In response to his challenge to me to mention a few accomplishments by the Senate, this was my response:

“I doubt that assertion will stand proper scrutiny though. Off hand, I can cite the Petroleum Industry Act and the Startup Act as probably the two most defining legislations of the last 2 decades and both were passed by the Lawan-led Assembly. Again, noise is often wrongly mistaken for substance.”

As I had stated at the beginning here, some have a mistaken idea of what the relationship between the executive and legislature, under the control of same party, is supposed to be.

In as much as the 2 arms are set up for the purpose of checks and balances, the confrontational approach in which the legislature has its knee permanently placed on the knee of the executive is more of a feature when the 2 arms are controlled by opposing parties. The Saraki model, in which a majority party loses control of not only the process that leads to the emergence of the Senate President, but the soul of the Senate to the dictates of the opposition is an aberration, even where much of what is mistaken as vibrancy is, in fact, more of grandstanding.

If and where the electorate desires for a legislature that will be on the opposite side of policy direction which the executive subscribes to, then they speak through their votes by handing over the control of the 2 arms to different parties. Where the control of both arms is handed to the same party, it would then suggest that the electorate is speaking to collaboration and cooperation between the two arms to achieve the agenda of the party in power.

Indeed, that is where the role of the party comes in. The place of the party is that of ensuring a smooth process for the emergence of the leaders in the National Assembly. With the President as a party leader and a major stakeholder in the execution of the agenda of the party and actualisation of policies in tandem with the party manifesto, it is only expected that he would be a part of the process.

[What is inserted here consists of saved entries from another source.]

use std::{fs::File, io::BufReader, io::Read, path::Path};

use serde_json::{Map, Number};

use crate::{
    table::SkipTable,
    util::{Key, Result, Status},
    value::{Value, table_addr},
};

impl Value {
    /// Convert a JSON document into nested tables
    ///
    /// Objects become tables with string keys, arrays become tables keyed by
    /// their 0-based position. Integers outside the `i64` range are stored
    /// as `Float` and may lose precision.
    pub fn from_json(json: serde_json::Value) -> Value {
        match json {
            serde_json::Value::Null => Value::Null,
            serde_json::Value::Bool(b) => Value::Bool(b),
            serde_json::Value::Number(n) => match n.as_i64() {
                Some(i) => Value::Int(i),
                None => Value::Float(n.as_f64().unwrap_or(f64::NAN)),
            },
            serde_json::Value::String(s) => Value::Str(s),
            serde_json::Value::Array(items) => {
                let table = SkipTable::new();
                for (i, item) in items.into_iter().enumerate() {
                    table.insert(i, Value::from_json(item));
                }
                Value::from(table)
            }
            serde_json::Value::Object(fields) => {
                let table = SkipTable::new();
                for (name, field) in fields {
                    table.insert(name, Value::from_json(field));
                }
                Value::from(table)
            }
        }
    }

    pub fn from_json_str(s: &str) -> Result<Value> {
        let json: serde_json::Value = serde_json::from_str(s)?;
        Ok(Value::from_json(json))
    }

    pub fn from_json_reader<R: Read>(reader: R) -> Result<Value> {
        let json: serde_json::Value = serde_json::from_reader(reader)?;
        Ok(Value::from_json(json))
    }

    pub fn from_json_file(path: impl AsRef<Path>) -> Result<Value> {
        let path = path.as_ref();
        let file = File::open(path)
            .map_err(|e| Status::io_error(format!("{}: {e}", path.display())))?;
        Value::from_json_reader(BufReader::new(file))
    }

    /// Render this value as JSON
    ///
    /// A table whose keys are exactly `0..n` becomes an array, any other
    /// table becomes an object with stringified keys. Objects, non-finite
    /// floats, tables that contain themselves and nesting deeper than
    /// `MAX_JSON_DEPTH` have no JSON form.
    pub fn to_json(&self) -> Result<serde_json::Value> {
        to_json_nested(self, &mut Vec::new())
    }
}

/// Same limit serde_json applies when parsing
const MAX_JSON_DEPTH: usize = 128;

/// `path` holds the tables currently being converted, outermost first.
fn to_json_nested(value: &Value, path: &mut Vec<*const ()>) -> Result<serde_json::Value> {
    let json = match value {
        Value::Null => serde_json::Value::Null,
        Value::Bool(b) => serde_json::Value::Bool(*b),
        Value::Int(i) => serde_json::Value::Number(Number::from(*i)),
        Value::Float(f) => Number::from_f64(*f)
            .map(serde_json::Value::Number)
            .ok_or_else(|| Status::not_supported(format!("float {f} has no JSON form")))?,
        Value::Str(s) => serde_json::Value::String(s.clone()),
        Value::Table(table) => {
            let addr = table_addr(table);
            if path.contains(&addr) {
                return Err(Status::not_supported("table contains itself"));
            }
            if path.len() >= MAX_JSON_DEPTH {
                return Err(Status::not_supported(format!(
                    "tables nested deeper than {MAX_JSON_DEPTH}"
                )));
            }

            path.push(addr);
            let json = table_to_json(table.entries().collect(), path);
            path.pop();
            json?
        }
        Value::Object(_) => {
            return Err(Status::not_supported("object values have no JSON form"));
        }
    };
    Ok(json)
}

fn table_to_json(
    entries: Vec<(Key, Value)>,
    path: &mut Vec<*const ()>,
) -> Result<serde_json::Value> {
    let is_array = entries
        .iter()
        .enumerate()
        .all(|(i, (key, _))| key.as_int() == Some(i as i64));

    if is_array && !entries.is_empty() {
        let items = entries
            .iter()
            .map(|(_, v)| to_json_nested(v, path))
            .collect::<Result<Vec<_>>>()?;
        Ok(serde_json::Value::Array(items))
    } else {
        let mut fields = Map::new();
        for (key, value) in &entries {
            fields.insert(key.to_string(), to_json_nested(value, path)?);
        }
        Ok(serde_json::Value::Object(fields))
    }
}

It does not infer that the President is dictating, as he hardly can. He would have to lean on the legislators themselves for guidance, his role being more of appealing to those on the same page with the party, to ensure that the position of the party prevails.

This, in no way, suggests an interference or dictation from outside the chambers. It does not also suggest that the legislature will then become subservient or rubber-stamp of the executive. What happens is that a lot of what might generate friction between the 2 arms is usually managed backstage through a process of consultation and consensus-building.

Grandstanding on the floor of the legislative chambers or opposing for the sake of populism is not what makes the legislature a productive or vibrant one. Where, as we presently have, the electorate has vested control of both arms in the hands of the same party, it is a vote more for collaboration to achieve the agenda of the party in power, not to disrupt it.

Of course, there will be disagreements in the process of achieving that, but there are mechanisms within the chambers and the party to resolve that without it degenerating, or having partymen playing to the gallery in pretence to vibrancy. Being members of the same party does not suggest that there will always be concurrence on positions, but the rule is that while the minority is allowed to have its say, the majority must then have its way.